カテゴリーを超えた真剣勝負ゆえのリスペクト(天皇杯2回戦:セレッソ大阪3-1ジェイリースFC)
プロ・アマ問わず、日本サッカー界のナンバーワンを決めるトーナメント大会、天皇杯 JFA 第104回全国日本サッカー選手権大会(以下、天皇杯)。ミッドウィークの6月12日、2回戦32試合が各地で行われた。
ちょうど前日に日本代表の取材で広島にいたので、今回は新幹線で大阪まで移動。ヨドコウ桜スタジアムで開催される、セレッソ大阪(J1)vsジェイリースFC(大分県)を取材した。さっそく写真と共に試合を振り返ることにしよう。
私は毎年、天皇杯の2回戦を楽しみにしている。J1とJ2クラブが登場し、J3クラブを含む都道府県代表とのカテゴリーを超えた戦いが見られるからだ。運が良ければジャイキリ(ジャイアント・キリング)にも遭遇できる。
実際、この2回戦ではJAPANサッカーカレッジ(新潟県)が名古屋グランパス(J1)に1-0で、テゲバジャーロ宮崎(宮崎県)がジュビロ磐田(J1)に2-1で、そして筑波大学(茨城県)がFC町田ゼルビア(J1)に1-1からPK戦で競り勝り、それぞれジャイキリを達成している。

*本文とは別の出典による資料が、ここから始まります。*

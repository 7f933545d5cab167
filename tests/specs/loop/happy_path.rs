//! S2: a dropped task document flows to Done with its result patched in.

use crate::prelude::*;
use hive_core::test_support::StubAgent;
use hive_core::{Agent, TaskResult};
use hive_engine::topics;
use hive_vault::Folder;
use serde_json::json;
use std::sync::Arc;

#[tokio::test]
async fn dropped_document_executes_and_lands_in_done() {
    let dir = tempfile::tempdir().unwrap();
    let (orch, bus) = orchestrator(dir.path());
    let mut events = topic_channel(&bus, "task:*");

    let agent = Arc::new(
        StubAgent::new("calendar-agent", &["calendar:fetch"])
            .with_fallback(TaskResult::ok(obj(json!({ "events": [] })))),
    );
    orch.register_agent(Arc::clone(&agent) as Arc<dyn Agent>)
        .await
        .unwrap();

    // Producers drop documents straight into Needs_Action
    let vault = orch.vault();
    vault.initialize().await.unwrap();
    vault
        .create(
            Folder::NeedsAction,
            "t1",
            obj(json!({
                "id": "t1",
                "type": "calendar:fetch",
                "priority": "medium",
                "payload": {},
                "user_id": "u",
            })),
        )
        .await
        .unwrap();

    orch.start().await.unwrap();

    let (topic, started) = wait_for(&mut events, |t, _| t == topics::TASK_STARTED).await;
    assert_eq!(topic, "task:started");
    assert_eq!(started["taskId"], "t1");

    let (_, completed) = wait_for(&mut events, |t, _| t == topics::TASK_COMPLETED).await;
    assert_eq!(completed["taskId"], "t1");
    assert_eq!(completed["success"], true);

    orch.stop().await.unwrap();

    let doc = vault.read(Folder::Done, "t1").await.unwrap();
    assert_eq!(doc.content["result"]["events"], json!([]));
    assert!(doc.content.get("completed_at").is_some());
    assert!(vault.list(Folder::NeedsAction).await.unwrap().is_empty());
    assert_eq!(agent.calls(), 1);
}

このうち町田と筑波大の試合は、町田の4選手が負傷(うち2選手が骨折)。さらに黒田剛監督が、試合後の会見で「マナーが悪い」「指導教育ができていない」と対戦相手を批判したことから、サッカー界全体を巻き込んでの炎上案件となってしまった。
怪我をした選手には同情するしかないが、それ以上に残念なのはJFAが推奨している「リスペクト(宣言)」が置き去りにされてしまったことだ。
私が取材したヨドコウでの試合後、ジェイリースの永芳卓磨GMは、このようなポストを残している。
1986年生まれの永芳GMは、名古屋ユース、筑波大を経て、FC岐阜や大分トリニータなど4つのJクラブでプレー。2018年から6シーズン、選手兼監督としてジェイリースに迎えられ、3つのカテゴリーを駆け上がる原動力となった。そして昨年、現役引退と監督退任を発表。今季からGMを務めている。
Jユースと大学、そしてJ1から大分県3部まで、さまざまな現場を経験した永芳GM。そんな彼だからこそ、カテゴリーを超えた真剣勝負の大切さを熟知している。そして、そこにはリスペクトが不可欠であることも。
天皇杯の選手入場の際、なぜリスペクトフラッグが先導するのか。その意味をあらためて考える必要がある。